The mythical canines!
Man’s association with dogs dates back to centuries. The ubiquitous dog has been considered man’s best friend for as long as this universe existed. So, have our Gods also felt the canine love? Sure, here’s more on our legendary canines!
Pooches in Hindu mythology
Animals have played a significant role in Hindu mythology. Almost all Gods and Goddesses worshipped by the Hindus have been associated with some animals or the other. Lord Ganesha has the mouse as his vehicle, Lord Yama is seen riding a buffalo, Lord Vishnu flies on Garuda, the eagle, Lord Shiva has a snake wound around his neck, while a peacock carries Lord Subramanyan and Goddess Kali has the royal tiger to take her around. And here’s more about the Gods and their canines:
Lord Shiva’s various incarnations: Bhairava is Shiva’s fierce manifestation, who is accompanied by a dog. Feeding and taking care of dogs is another way of showing devotion to Lord Bhairava. So, devout Hindus on a pilgrimage to Kasi (Benares) visit the temple of Kalabhairava without fail and they believe that the best way to seek His divine blessings is to feed sweetmeats to 11 dogs every Saturday.

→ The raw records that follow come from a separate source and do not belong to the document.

// ABOUTME: Suggestion service that fetches a forecast, scans it, and shapes the response
// ABOUTME: Picks the first window's start as the task's scheduled time
//
// SPDX-License-Identifier: MIT OR Apache-2.0
// Copyright (c) 2025 Fairweather Contributors

use super::request::ValidatedTask;
use crate::errors::{AppError, AppResult};
use crate::scheduling::TimeWindowScanner;
use crate::weather::ForecastProvider;
use chrono::{DateTime, Utc};
use fairweather_core::models::{FailureReason, Window, WindowSearchResult};
use serde::{Deserialize, Serialize};
use tracing::{info, warn};

/// Response for one task: candidate windows and why others failed
#[derive(Debug, Clone, PartialEq, Eq, Serialize, Deserialize)]
pub struct Suggestion {
    /// Emitted windows, earliest first
    pub possible_windows: Vec<Window>,
    /// Explanation when no window qualified
    pub reason_summary: Option<String>,
    /// Every counted failure reason
    pub reason_details: Vec<FailureReason>,
    /// Start of the first window, if any
    pub scheduled_time: Option<DateTime<Utc>>,
}

impl From<WindowSearchResult> for Suggestion {
    fn from(result: WindowSearchResult) -> Self {
        let scheduled_time = result
            .first_window()
            .and_then(|window| DateTime::<Utc>::from_timestamp(window.start_ts, 0));
        Self {
            possible_windows: result.windows,
            reason_summary: result.reason_summary,
            reason_details: result.reason_details,
            scheduled_time,
        }
    }
}

/// Fetches forecasts through `P` and scans them for a task's windows
#[derive(Debug, Clone)]
pub struct SuggestionService<P> {
    provider: P,
    scanner: TimeWindowScanner,
}

impl<P: ForecastProvider> SuggestionService<P> {
    /// Service with the default scanner
    #[must_use]
    pub const fn new(provider: P) -> Self {
        Self {
            provider,
            scanner: TimeWindowScanner::new(),
        }
    }

    /// Replace the scanner (block spacing, summary length)
    #[must_use]
    pub const fn with_scanner(mut self, scanner: TimeWindowScanner) -> Self {
        self.scanner = scanner;
        self
    }

    /// Suggest windows for a validated task
    ///
    /// # Errors
    ///
    /// Returns an `AppError` converted from the provider's `WeatherError`
    /// when no forecast can be fetched
    pub async fn suggest(&self, task: &ValidatedTask) -> AppResult<Suggestion> {
        let forecast = self
            .provider
            .fetch_forecast(&task.location)
            .await
            .map_err(|e| {
                warn!(
                    provider = self.provider.name(),
                    location = %task.location,
                    retry = ?e.retry_advice(),
                    error = %e,
                    "Forecast fetch failed"
                );
                AppError::from(e)
            })?;

        let constraints = task.constraints(forecast.timezone_offset);
        let result = self.scanner.scan(&forecast.samples, &constraints);

        info!(
            task = %task.name,
            provider = self.provider.name(),
            samples = forecast.samples.len(),
            windows = result.windows.len(),
            "Window search complete"
        );

        Ok(Suggestion::from(result))
    }
}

Another incarnation of Lord Shiva in other parts of India known as Khandoba, also had the same attributes. Legend has it that Khandoba rode on a dog. Deities such as Rudra and Virabhadra, both incarnations of Lord Shiva, were associated with dogs, and a soubriquet describing Rudra characterizes him as ‘shvapati’ or ‘master of the dog’.
Lord Dattatreya: Lord Dattatreya has four dogs, considered to symbolize the four Vedas – Rig Veda, Yajur Veda, Atharva Veda and Sama Veda. They follow the Lord as “hounds of heaven -and watchdogs of truth” and are owned by Datta, the greatest hunter for the souls of men.
Yama: Who doesn’t know Yama, the God of Death, who had two ferocious dogs, the offspring of Samara, which guarded the herds of Indra, the king of gods? These dogs reportedly wander among men as messengers of Yama. They also guard the roads leading up to His abode.
Yudhishtira: The last part of the Mahabharata narrates the story of Yudhisthira, the eldest of the Pandava brothers, during his journey to heaven. At the peak of Mount Meru, Yudhisthira met Indra, who refused to admit Yudhisthira to heaven because he insisted on bringing along a stray dog, which according to Indra, was an unholy creature not worthy of a place in heaven.
This dog had been a faithful companion to Yudhisthira throughout his long journey on earth. When Indra questioned, “You can leave your brothers behind, not arranging proper cremations for them…and you refuse to leave behind a stray dog?” Yudhisthira replied, “Draupadi and my brothers chose to leave me, and it is not I who left them.” Saying thus, he refused to go to heaven unless the dog was allowed entry by the sentry. At that moment the dog changed its form into God Dharma, Yudhisthira’s father, who was only testing his son.
Kunnathurpadi Sree Muthappan temple: Have you ever heard of a temple where two majestic dogs guard the royal deity? Yes, I am referring to the Kunnathurpadi Sree Muthappan temple in Kerala’s Kannur district. Dogs are considered sacred at this temple and one can see plenty of dogs roaming inside and around the temple. Devotees feed these dogs and the camaraderie between man and his best friend is very much in evidence here. Bronze temple dogs guard the sanctum sanctorum of the temple, which is a concrete structure with tiered roofs that is supported by pillars and decorated with elephants. Even today, the glorious legend of the dog is carried forward by the devout, who care for the animal and feed it religiously at least to cleanse their sins and guarantee a berth in heaven, if not for the love of dogs.
Shirdi Sai Baba – a dog lover too: Anyone who has visited the holy shrine of Shirdi will not miss the divine sight of scores of stray dogs roaming freely within the temple premises unmindful of the lakhs of devotees milling around them. It is believed that Sai Baba loved dogs immensely.
Thus, dogs have a sacred place in our hearts and lives and when they are associated with our Gods, they are divine!